As someone who grew up watching "Voltes V" back in the late 1970s, he is adamant that he gives it its proper due when its live-action will be made. 

In fact, he was instrumental in making the pitch tape for "Voltes V: Legacy" that was shown to Japan's TOEI. That pitch tape was a labor of love from him and his fellow "Voltes V" fans in Riot Inc. They have been working on it as early as 2011 as some sort of project whenever they have down times. 

 Santiago said that making "Voltes V: Legacy" is not child's play. It takes experience, skill and, literally, time. 

"I cannot work on it na hindi siya canned simply because we are dealing with computer-generated imagery (CGI)-heavy renders.

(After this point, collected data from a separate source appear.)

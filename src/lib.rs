//! Hemmer Synthetics Provider
//!
//! This crate implements the `synthetics_test` resource: it translates a
//! declarative test configuration into the vendor's synthetic test model and
//! back, and drives the resource lifecycle against the vendor API.
//!
//! # Overview
//!
//! - **State types** ([`state`]): the configuration tree as the resource schema shapes it
//! - **Model types** ([`model`]): the vendor's JSON, one Rust enum per discriminated union
//! - **Translation** ([`translate`]): [`build`] and [`flatten`], with prior-value
//!   reconciliation so write-only secrets and server normalizations never show as drift
//! - **Secrets** ([`secret`]): certificate content is kept in state as a SHA-256 digest
//! - **Codec** ([`codec`]): zlib + base64 payloads for gRPC descriptors
//! - **Resource** ([`SyntheticsTestResource`]): create, read, update, delete and import
//!   over any [`SyntheticsApi`]
//! - **Schema & validation**: per-attribute diagnostics before deserialization
//! - **Logging**: integration with `tracing`
//!
//! # Quick Start
//!
//! ```ignore
//! use hemmer_provider_synthetics::{ProviderConfig, SyntheticsTestResource};
//! use hemmer_provider_synthetics::testing::InMemorySyntheticsApi;
//! use serde_json::json;
//!
//! #[tokio::main]
//! async fn main() -> Result<(), Box<dyn std::error::Error>> {
//!     hemmer_provider_synthetics::init_logging();
//!
//!     let resource = SyntheticsTestResource::new(InMemorySyntheticsApi::new(), ProviderConfig::new());
//!     let state = resource
//!         .create(json!({
//!             "type": "api",
//!             "subtype": "http",
//!             "name": "homepage",
//!             "status": "live",
//!             "locations": ["aws:eu-central-1"],
//!             "request_definition": [{"method": "GET", "url": "https://example.org"}],
//!             "assertion": [{"type": "statusCode", "operator": "is", "target": "200"}],
//!             "options_list": [{"tick_every": 300}],
//!         }))
//!         .await?;
//!
//!     for warning in &state.diagnostics {
//!         eprintln!("{}", warning.summary);
//!     }
//!     println!("created {}", state.value.id);
//!     Ok(())
//! }
//! ```
//!
//! # Diagnostics
//!
//! Unrecognized variants (an assertion type, an auth type, a step subtype the
//! crate does not know) never fail a translation. They are skipped, logged at
//! `warn` and returned as warning [`Diagnostic`](schema::Diagnostic)s next to
//! the translated value.

#![warn(missing_docs)]
#![warn(clippy::all)]

pub mod api;
pub mod codec;
pub mod config;
pub mod error;
pub mod logging;
// Field names mirror the vendor JSON and the resource schema.
#[allow(missing_docs)]
pub mod model;
pub mod resource;
pub mod resource_schema;
pub mod retry;
pub mod schema;
pub mod secret;
#[allow(missing_docs)]
pub mod state;
pub mod testing;
pub mod translate;
pub mod validation;
pub mod variant;

// Re-export main types at crate root
pub use api::SyntheticsApi;
pub use config::ProviderConfig;
pub use error::{CodecError, ProviderError};
pub use logging::{init_logging, init_logging_with_default, try_init_logging};
pub use model::SyntheticsTest;
pub use resource::SyntheticsTestResource;
pub use resource_schema::{synthetics_test_schema, SYNTHETICS_TEST};
pub use schema::ProviderSchema;
pub use state::TestConfig;
pub use translate::{build, flatten, Translated};
pub use validation::{is_valid, validate, validate_result};

// Re-export async_trait for convenience
pub use async_trait::async_trait;

// Re-export commonly used external types
pub use serde_json;
pub use tracing;

/// The provider schema: provider configuration plus the one resource.
pub fn provider_schema() -> ProviderSchema {
    ProviderSchema::new()
        .with_provider_config(ProviderConfig::schema())
        .with_resource(SYNTHETICS_TEST, synthetics_test_schema())
}

/// Schema of a resource type served by this crate.
pub fn schema_for(resource_type: &str) -> Result<schema::Schema, ProviderError> {
    match resource_type {
        SYNTHETICS_TEST => Ok(synthetics_test_schema()),
        other => Err(ProviderError::UnknownResource(other.to_string())),
    }
}
//! The `synthetics_test` resource lifecycle.
//!
//! Configuration arrives as JSON, is validated against
//! [`synthetics_test_schema`], filled with defaults and translated for the
//! vendor. Whatever the vendor returns is flattened back with the
//! configuration as prior, so state never loses write-only secrets.

use serde_json::Value;
use tracing::{debug, info, instrument, warn};

use crate::api::SyntheticsApi;
use crate::config::ProviderConfig;
use crate::error::ProviderError;
use crate::model::SyntheticsTest;
use crate::resource_schema::synthetics_test_schema;
use crate::retry::retry_until;
use crate::schema::{Diagnostic, Schema};
use crate::state::TestConfig;
use crate::translate::{self, Translated};
use crate::validation::validate;

/// CRUD and import for synthetic tests, on top of a [`SyntheticsApi`].
pub struct SyntheticsTestResource<A> {
    api: A,
    config: ProviderConfig,
    schema: Schema,
}

impl<A: SyntheticsApi> SyntheticsTestResource<A> {
    /// A resource backed by `api`.
    pub fn new(api: A, config: ProviderConfig) -> Self {
        Self {
            api,
            config,
            schema: synthetics_test_schema(),
        }
    }

    /// The vendor API client.
    pub fn api(&self) -> &A {
        &self.api
    }

    /// The provider configuration.
    pub fn config(&self) -> &ProviderConfig {
        &self.config
    }

    /// The `synthetics_test` schema used for validation.
    pub fn schema(&self) -> &Schema {
        &self.schema
    }

    /// Schema diagnostics for a raw configuration.
    pub fn validate(&self, config: &Value) -> Vec<Diagnostic> {
        validate(&self.schema, config)
    }

    /// Validate, apply defaults and deserialize a raw configuration.
    pub fn parse_config(&self, mut config: Value) -> Result<TestConfig, ProviderError> {
        let errors: Vec<_> = self
            .validate(&config)
            .into_iter()
            .filter(Diagnostic::is_error)
            .collect();
        if !errors.is_empty() {
            return Err(ProviderError::Validation(describe(&errors)));
        }
        self.schema.apply_defaults(&mut config);
        Ok(serde_json::from_value(config)?)
    }

    /// Create the test and wait until the vendor can read it back.
    #[instrument(skip_all, name = "synthetics_test.create")]
    pub async fn create(&self, config: Value) -> Result<Translated<TestConfig>, ProviderError> {
        let config = self.parse_config(config)?;
        let built = translate::build(&config)?;
        debug!(name = %config.name, test_type = %config.test_type, "creating test");

        let created = self.api.create_test(&built.value).await?;
        let public_id = created
            .public_id()
            .ok_or_else(|| ProviderError::Internal("created test has no public id".to_string()))?
            .to_string();

        let api = &self.api;
        let id = public_id.as_str();
        let fetched = retry_until(self.config.create_timeout, self.config.poll_interval, || {
            api.get_test(id)
        })
        .await?;
        info!(public_id = %public_id, "created test");

        self.flatten(&fetched, Some(&config), built.diagnostics)
    }

    /// Refresh state. `Ok(None)` means the test no longer exists.
    #[instrument(skip_all, name = "synthetics_test.read", fields(public_id = %state.id))]
    pub async fn read(
        &self,
        state: &TestConfig,
    ) -> Result<Option<Translated<TestConfig>>, ProviderError> {
        let public_id = require_id(state)?;
        match self.api.get_test(public_id).await {
            Ok(test) => self.flatten(&test, Some(state), Vec::new()).map(Some),
            Err(err) if err.is_not_found() => {
                warn!("test no longer exists, removing it from state");
                Ok(None)
            }
            Err(err) => Err(err),
        }
    }

    /// Replace the test with a new configuration.
    #[instrument(skip_all, name = "synthetics_test.update", fields(public_id = %state.id))]
    pub async fn update(
        &self,
        state: &TestConfig,
        config: Value,
    ) -> Result<Translated<TestConfig>, ProviderError> {
        let public_id = require_id(state)?;
        let config = self.parse_config(config)?;
        if config.test_type != state.test_type {
            return Err(ProviderError::Validation(format!(
                "test type cannot change from \"{}\" to \"{}\"",
                state.test_type, config.test_type
            )));
        }

        let built = translate::build(&config)?;
        let updated = self.api.update_test(public_id, &built.value).await?;
        info!("updated test");

        self.flatten(&updated, Some(&config), built.diagnostics)
    }

    #[instrument(skip_all, name = "synthetics_test.delete", fields(public_id = %state.id))]
    pub async fn delete(&self, state: &TestConfig) -> Result<(), ProviderError> {
        let public_id = require_id(state)?;
        self.api
            .delete_tests(&[public_id.to_string()], state.force_delete_dependencies)
            .await?;
        info!(force = state.force_delete_dependencies, "deleted test");
        Ok(())
    }

    /// Adopt an existing test. Secrets the vendor hides come back empty.
    #[instrument(skip(self), name = "synthetics_test.import")]
    pub async fn import(&self, public_id: &str) -> Result<Translated<TestConfig>, ProviderError> {
        let test = self.api.get_test(public_id).await?;
        info!(test_type = test.test_type(), "imported test");
        self.flatten(&test, None, Vec::new())
    }

    fn flatten(
        &self,
        test: &SyntheticsTest,
        prior: Option<&TestConfig>,
        mut diagnostics: Vec<Diagnostic>,
    ) -> Result<Translated<TestConfig>, ProviderError> {
        let flattened = translate::flatten(test, prior)?;
        diagnostics.extend(flattened.diagnostics);
        Ok(Translated {
            value: flattened.value,
            diagnostics,
        })
    }
}

fn require_id(state: &TestConfig) -> Result<&str, ProviderError> {
    if state.id.is_empty() {
        return Err(ProviderError::Validation("state has no test id".to_string()));
    }
    Ok(&state.id)
}

fn describe(errors: &[Diagnostic]) -> String {
    errors
        .iter()
        .map(|d| match &d.detail {
            Some(detail) => format!("{}: {}", d.summary, detail),
            None => d.summary.clone(),
        })
        .collect::<Vec<_>>()
        .join("; ")
}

Kasi for the record, the resolution that we deliver are movie resolution," Santiago said to Philstar.com. 

"The render time itself takes a while. Actually, ang render ng isang frame. May mga frames kami inaabot ng one hour. 'Pag ni-render namin, 'yung isang frame, isang pass lang 'yun. Per frame has 10 passes. Pagsasama-samahin mo pa 'yun. Eh isang oras na nga 'yung isa e. Paano pa 'yung ibang pass? So hindi talaga aabot. Kino-compute ko lahat 'yan e," Santiago explained. 

"Imagine one week's episode is like a movie. Ganoon ka dugo 'yun," he added. 

Santiago said they have around a hundred machines that are working 24/7 in their office in Makati. This is apart from the machines that his team are using whenever they are working from home. 

"Ang resolution ng 'Mulawin' at that time was TV resolution with 720p. Ang resolution ng 'Voltes V: Legacy' is times four," he said. 

One of Riot's first projects was the 2004 fantasy series "Mulawin," a story about of winged creatures called Mulawins and their rivals, the Ravenas, and how these winged creatures established their relationships with humans. 

Division of labor

Riot Inc. is not the only production house working on the hit nightly show. GMA's in-house GMA Post Production also worked on the show. 

GMA Post Production did the following: 

  • video editing (offline and online video editing); 
  • music creation including the music lay-in of these to every episode, the re-arrangement of the iconic V5 songs plus the production of an original love theme song for the program; 
  • audio engineering and edit (the creation of distinct and character-specific sound effects, the sound design, the audio mixing; 
  • videographics (CGI requirements such as set designs and set extensions for interior and exterior scenes; 
  • interior set designs and set extensions of the Boazanian Skull Ship and Camp Big Falcon, the Bozania and Underground Castle interior and exterior set designs and set extensions, the Earth Defense Force vehicle designs and animations, the Earth invasion sequences, the Volt Machine cockpits, the various fight and flight sequences without the robots or Volt Machines, OctoOne’s concept design to animation and generally all visual effects that require match moving, which allows the intersection of computer graphics into the live-action footages, the OBB, the CBB, the title card; 
  • Color-grading.

Santiago said that "everything 'Voltes V' is Riot." 

The reason is simple: They just wanted to streamline the process. Since most of the assets are with Riot Inc., it was decided that they would do all the related scenes of "Voltes V."

"Basta sa amin, when you see 'Voltes V,' even choreography, fight scenes, that's all done here (Riot Inc.)," he added. 

GMA's Post Production first vice president Paul Ticzon said a similar comment to Philstar.com. 

"From Post Production’s point of view, it will always be an advantage if we were given more time to implement and enhance all the post-production requirements of a show, especially a daily show. We do hope that moving forward, canning shows will be more the norm, for all the right and obvious reasons," said Ticzon. 

Santiago, an artist and animator with more than two decades to his name, said it best regarding the reason why "Voltes V: Legacy" needs to be filmed way ahead of its airing. 

"We need to work within the process of animation. Let's face it. The title is 'Voltes V.' Siya 'yung titingnan nung tao. It has to come out na maganda kasi otherwise, hindi 'yan titingnan. So sabi ko sa kanila, it has to be canned. Nag-agree sila (GMA-7)," Santiago said.